An article at TechDirt lays some smack down on Harry Fuller's little snippet about TV/Internet integration. Its mostly about Stephen Colbert and how Harry says he's doing it all wrong. He tries to tee up on the recent Star Wars green screen challenge.
"But can you find that video on the Colbert Web site? Of course not, you have to go to YouTube to see the videos fans produced. Colbert thinks he can use the Web to force people to watch his TV show? Not too swift."
I'm gonna have to jump on the TechDirt wagon cause most of that noise doesn't make any sense at all. Fuller is a former TV executive, so I guess he wants all information easily contained and sanitized for consumption in a single location. That way they can "force" you to view their content. For example, I just looked at the source code of FoxNews.com and didn't find a single external link other than its ads. Yeah, you get the Internet. Colbert talks about (and creates) current Internet events on his show. He doesn't just have a sad little site that tries to supplement what I saw on TV. If I want more information on something, there are way better sources than FoxNews.com. In all honestly I can't even remember most websites that they tell me on TV. I have never been to ColbertNation.com. But I did vote to name the bridge in Hungary (after Chuck Norris), because I found a link to it on another site.

That's what the executive fringe doesn't seem to get. I'm not typing in a url and staying confined within that domain. I'm clicking links, I'm looking at sources, I'm enjoying quality websites that aren't concerned with cornering market share.
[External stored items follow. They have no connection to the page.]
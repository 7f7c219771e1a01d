use tracing::Subscriber;
use tracing_subscriber::layer::{Context, SubscriberExt};
use tracing_subscriber::{EnvFilter, Layer};

struct ErrorCounterLayer;

impl<S> Layer<S> for ErrorCounterLayer
where
    S: Subscriber,
{
    fn on_event(&self, event: &tracing::Event<'_>, _ctx: Context<'_, S>) {
        if *event.metadata().level() == tracing::Level::ERROR {
            metrics::counter!("tracing_error_events").increment(1);
        }
    }
}

/// Build a `tracing` dispatcher configured for:
/// - JSON logs to stdout
/// - EnvFilter that respects `RUST_LOG` (takes precedence) and falls back to `default_level`
/// - `tracing_error_events` counter for ERROR events
pub fn build_dispatch(default_level: &str) -> tracing::Dispatch {
    let env_filter =
        EnvFilter::try_from_default_env().unwrap_or_else(|_| EnvFilter::new(default_level));

    let fmt_layer = tracing_subscriber::fmt::layer()
        .with_target(true)
        .with_timer(tracing_subscriber::fmt::time::SystemTime)
        .json();

    let subscriber = tracing_subscriber::registry()
        .with(env_filter)
        .with(fmt_layer)
        .with(ErrorCounterLayer);

    tracing::Dispatch::new(subscriber)
}

#[cfg(test)]
mod tests {
    use super::*;
    use metrics_exporter_prometheus::PrometheusBuilder;

    #[test]
    fn test_build_dispatch_succeeds() {
        let dispatch = build_dispatch("info");
        tracing::dispatcher::with_default(&dispatch, || {
            tracing::info!("dispatch works");
        });
    }

    #[test]
    fn test_error_counter_layer_counts_errors() {
        let recorder = PrometheusBuilder::new().build_recorder();
        let handle = recorder.handle();

        metrics::with_local_recorder(&recorder, || {
            let dispatch = build_dispatch("info");
            tracing::dispatcher::with_default(&dispatch, || {
                tracing::error!("boom");
            });
        });

        let rendered = handle.render();
        assert!(rendered.contains("tracing_error_events"));
    }
}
When I post external links here I assume that most of you will at least glance at them. And I fully expect that I'll loose a good portion of traffic from people that just never make it back. The Internet is too big and interesting to limit readers like that. I've come to expect it, and I can only hope that people will be drawn in by my terribly witty insights. So I think that what Stephen Colbert is doing is exactly what Internet integration should be. Becoming part of the buzz and accepting it as its own medium, not just a way to corral more eyeballs into your roundhouse.

P.S.
Harry Fuller,
No I'd never heard of current.tv (wikipedia), but now I have thanks to the external link on your post. And now they have another link from my post. See how the Internet goes down?